Женька натянул штаны, сунул ноги в валенки и поплелся в сени – ополоснуться. Он сразу замерз, и сделалось ему так тоскливо и скучно от этой зимней тьмы, холода и своей заброшенности здесь, в деревне, где никак не мог он обжиться.
Он вернулся в избу и прижался щекой, животом, ладонями к теплому шершавому боку печи.
Окна только чуть заголубели сквозь намерзшие узоры внешних рам. Пора уже было идти, до школы топать и топать. Но Женька задумчиво поскреб себе затылок. «Вообще-то можно бы и остаться», – лениво подумал он, ведь он был второгодник, и учиться по второму разу после города было ему нудно и неинтересно. Но дома-то сидеть с бабушкой еще скучней.
Он услышал, как в сенях скрипнула дверь и там кто-то затопал. Неужели уже Васька пришел? И правда, это был Васька Нос, веселый и румяный с мороза.
– Ну идешь, што ль? – спросил он, громко хлопая рукавицами.
Они вышли по узкой тропке, прорытой в синих сугробах. Было холодно, изо рта валили круглые клубы пара. Деревня просыпалась, слабо сочились желтеньким светом окошки, тянулись к небу жидкие серые дымы, а над фермой висел блестящий медный серпик с зеленой звездой, только весь перемерзший.

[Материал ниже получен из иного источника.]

//! Account data operations
//!
//! Every call authorizes against the local session store first: a request
//! for an account the session does not cover fails before anything is sent
//! upstream.

use crate::api::{BalanceReport, TransactionFilter, TransactionPage};
use crate::credentials::CredentialManager;
use crate::error::{Error, Result};
use crate::http::{RequestConfig, Transport};
use crate::session::{Account, Session, SessionStore};
use std::sync::Arc;
use tracing::debug;

/// Operations for reading authorized account data
pub struct AccountOperations {
    transport: Arc<Transport>,
    credentials: Arc<CredentialManager>,
    sessions: Arc<SessionStore>,
}

impl AccountOperations {
    pub fn new(
        transport: Arc<Transport>,
        credentials: Arc<CredentialManager>,
        sessions: Arc<SessionStore>,
    ) -> Self {
        Self {
            transport,
            credentials,
            sessions,
        }
    }

    /// List the accounts a session is authorized for.
    ///
    /// Served entirely from the local store; no upstream call is made.
    pub async fn accounts(&self, session_id: &str) -> Result<Vec<Account>> {
        let session = self
            .sessions
            .get(session_id)
            .await
            .ok_or_else(|| Error::session_not_found(session_id))?;
        Ok(session.accounts)
    }

    /// Fetch current balances for one authorized account
    pub async fn balances(
        &self,
        session_id: &str,
        account_uid: &str,
        psu_ip_address: Option<&str>,
    ) -> Result<BalanceReport> {
        let (session, account) = self.sessions.authorized_account(session_id, account_uid).await?;
        debug!(session_id, account_uid, "fetching balances");

        let request = self.data_request(&session, psu_ip_address)?;
        self.transport
            .get(&format!("/accounts/{}/balances", account.uid), request)
            .await?
            .decode()
    }

    /// Fetch a page of transactions for one authorized account
    pub async fn transactions(
        &self,
        session_id: &str,
        account_uid: &str,
        filter: &TransactionFilter,
        psu_ip_address: Option<&str>,
    ) -> Result<TransactionPage> {
        let (session, account) = self.sessions.authorized_account(session_id, account_uid).await?;
        debug!(session_id, account_uid, "fetching transactions");

        let mut request = self.data_request(&session, psu_ip_address)?;
        request.query.extend(filter.to_query_params());
        self.transport
            .get(&format!("/accounts/{}/transactions", account.uid), request)
            .await?
            .decode()
    }

    /// Base request for an account data call: signed credential header plus
    /// the upstream session reference.
    fn data_request(&self, session: &Session, psu_ip_address: Option<&str>) -> Result<RequestConfig> {
        let upstream_id = session
            .metadata
            .get("upstream_session_id")
            .and_then(serde_json::Value::as_str)
            .unwrap_or(&session.session_id);

        let mut request = RequestConfig::new()
            .headers(self.credentials.authorization_header()?)
            .header("Session-ID", upstream_id);
        if let Some(ip) = psu_ip_address {
            request = request.header("PSU-IP-Address", ip);
        }
        Ok(request)
    }
}

impl std::fmt::Debug for AccountOperations {
    fn fmt(&self, f: &mut std::fmt::Formatter<'_>) -> std::fmt::Result {
        f.debug_struct("AccountOperations").finish_non_exhaustive()
    }
}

Женька жил здесь давно, с весны, а все никак не мог привыкнуть. Он был из маленького, но все-таки настоящего города, с мостовыми, автобусами и магазинами, со старинной красивой школой, библиотекой и настоящей большой больницей. С этой-то больницы все и началось. Однажды после школы он играл во дворе, взмок, очень хотелось пить; пока дошел до оврага, до дому, несколько раз приложился Женька поесть снежку, застудился и слег. Обложило, заболело горло, начался жар. Женька бредил, метался, а когда очнулся – уже был в больнице. Маленький, веселый, хитрый доктор Иван Нарциссович сказал ему, что он чуть не умер, а теперь у него осложнение на сердце и придется пролежать в больнице долго. В больнице Женьке очень нравилось. Здесь было много книжек и игрушек, в которые дома в свои уже полных десять лет играть бы он постыдился. А здесь как будто бы было можно. Вечерами приходили родители, приносили гостинцы – то моченых яблок, то леденцов на палочке, то постного сахару.
Мама очень переживала, губы у нее тряслись, и она все гладила, и гладила, и гладила его по голове, пока ему не делалось щекотно и неприятно и волосы не начинали сами собой ерошиться. И тогда он говорил:
– Да ну тебя, мам! Будет!
А папа один раз принес ему сделанный из деревянных планочек аэроплан. И с этим своим аэропланом Женька целыми днями валялся животом на половичках и играл с малышами в войну. С малышами играть ему было интересно, потому что можно было ими командовать.
Приходил доктор, хитренький, веселый, разговорчивый, а иногда немножко пьяный. Он слушал Женьку деревянной трубочкой, выстукивал коротенькими белыми мягкими пальцами его худые ребра и узенькие торчащие лопатки, а потом еще слушал – ухом, будто на несколько мгновений засыпал. Эта игра повторялась часто и все никак не могла кончиться. Наконец Иван Нарциссович услышал, наверное, то, чего добивался, и перестал слушать Женьку.
– Поедешь на годик к бабушке в деревню, – сообщил он, – это тебе, голубчик мой кисонька, будет очень полезно.
И Женьку увезли. Родители приезжали к нему летом. Оба они работали на швейной фабрике, отец бухгалтером, а мама швеей-мотористкой, и у них был отпуск. А потом они уехали, и Женька остался с бабушкой. Главным другом его здесь был Васька Новский, высокий, беленький, носатый, отчего его благородная фамилия превратилась в не очень-то приятную кличку. А Женька так и остался Женькой – Елисеевых здесь было полдеревни.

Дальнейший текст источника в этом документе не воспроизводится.